Anthrax immune globulin

Clinical data
- Trade names: Anthrasil
- License data: US DailyMed: Anthrasil;
- Routes of administration: Intravenous
- ATC code: J06BB19 (WHO) ;

Legal status
- Legal status: CA: ℞-only; US: ℞-only;

Identifiers
- ChemSpider: none;
- UNII: VKZ83S945Z;

= Anthrax immune globulin =

Medication

Anthrax immune globulin, sold under the brand name Anthrasil, is a human immune globulin that is used in combination with antibiotics to treat anthrax. It was developed by Cangene and purchased in 2011 by the Biomedical Advanced Research and Development Authority (BARDA) under Project Bioshield.
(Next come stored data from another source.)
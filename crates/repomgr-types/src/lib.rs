//! Stable DTOs and IDs used across the repo-manager workspace.
//!
//! This crate is intentionally boring:
//! - stable rule names, repo types and default filenames
//! - the run verdict and the machine-readable run report
//! - explain registry for remediation guidance

#![forbid(unsafe_code)]

pub mod explain;
pub mod ids;
mod report;
mod verdict;

pub use explain::{ExamplePair, Explanation, lookup_explanation};
pub use report::{RepoResult, RunReport, SCHEMA_REPORT_V1, ToolMeta, WarningEntry};
pub use verdict::Verdict;
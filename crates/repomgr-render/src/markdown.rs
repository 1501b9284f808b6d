use crate::RenderableReport;
use repomgr_types::Verdict;

pub fn render_markdown(report: &RenderableReport) -> String {
    let mut out = String::new();

    out.push_str("# repo-manager report\n\n");
    let verdict = match report.verdict {
        Verdict::Pass => "PASS",
        Verdict::Fail => "FAIL",
    };
    out.push_str(&format!(
        "- Verdict: **{}**\n- Repositories: {}\n- Warnings: {}\n\n",
        verdict,
        report.repos.len(),
        report.warnings_total()
    ));

    if report.warnings_total() == 0 {
        out.push_str("No warnings.\n");
        return out;
    }

    out.push_str("## Warnings\n");
    for repo in report.repos.iter().filter(|r| !r.warnings.is_empty()) {
        out.push_str(&format!("\n### {}\n\n", repo.name));
        for warning in &repo.warnings {
            out.push_str(&format!("- {warning}\n"));
        }
    }

    out
}
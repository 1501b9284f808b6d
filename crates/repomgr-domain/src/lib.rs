//! Pure rule evaluation (no IO).
//!
//! Input: parsed repositories and compiled policies.
//! Output: ordered warning strings per repository.
//!
//! The only side effect a rule may have happens while it is being compiled:
//! the `latest` version sentinel is resolved through a [`TagResolver`]
//! supplied by the caller.

#![forbid(unsafe_code)]

pub mod engine;
pub mod fingerprint;
pub mod model;
pub mod params;
pub mod policy;
pub mod resolver;
pub mod rules;
pub mod version;

#[cfg(test)]
mod proptest;
#[cfg(test)]
mod test_support;

pub use engine::{EvalError, RepoTarget, evaluate_repo};
pub use policy::{Policy, PolicyConfig, PolicyError, PolicySet, RuleConfig};
pub use resolver::{ResolveError, TagResolver};
pub use rules::{Rule, RuleError, RuleKind, compile_rule};
pub use version::{Version, VersionError};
In March 2015, it was granted approval by the United States Food and Drug Administration for use in treating inhalation anthrax in conjunction with antibiotics.

==Preparation==
Anthrax immune globulin is prepared from the plasma of donors who have been vaccinated against anthrax.

== Safety and efficacy testing ==
Due to the ethical and feasibility concerns with testing the efficacy of anthrax immune globulin in humans, it was tested in rabbits and monkeys under the FDA's animal efficacy rule. Following efficacy testing, anthrax immune globulin was tested for safety in human volunteers, where the most common side effects were headache, back pain, nausea and infusion site pain and swelling.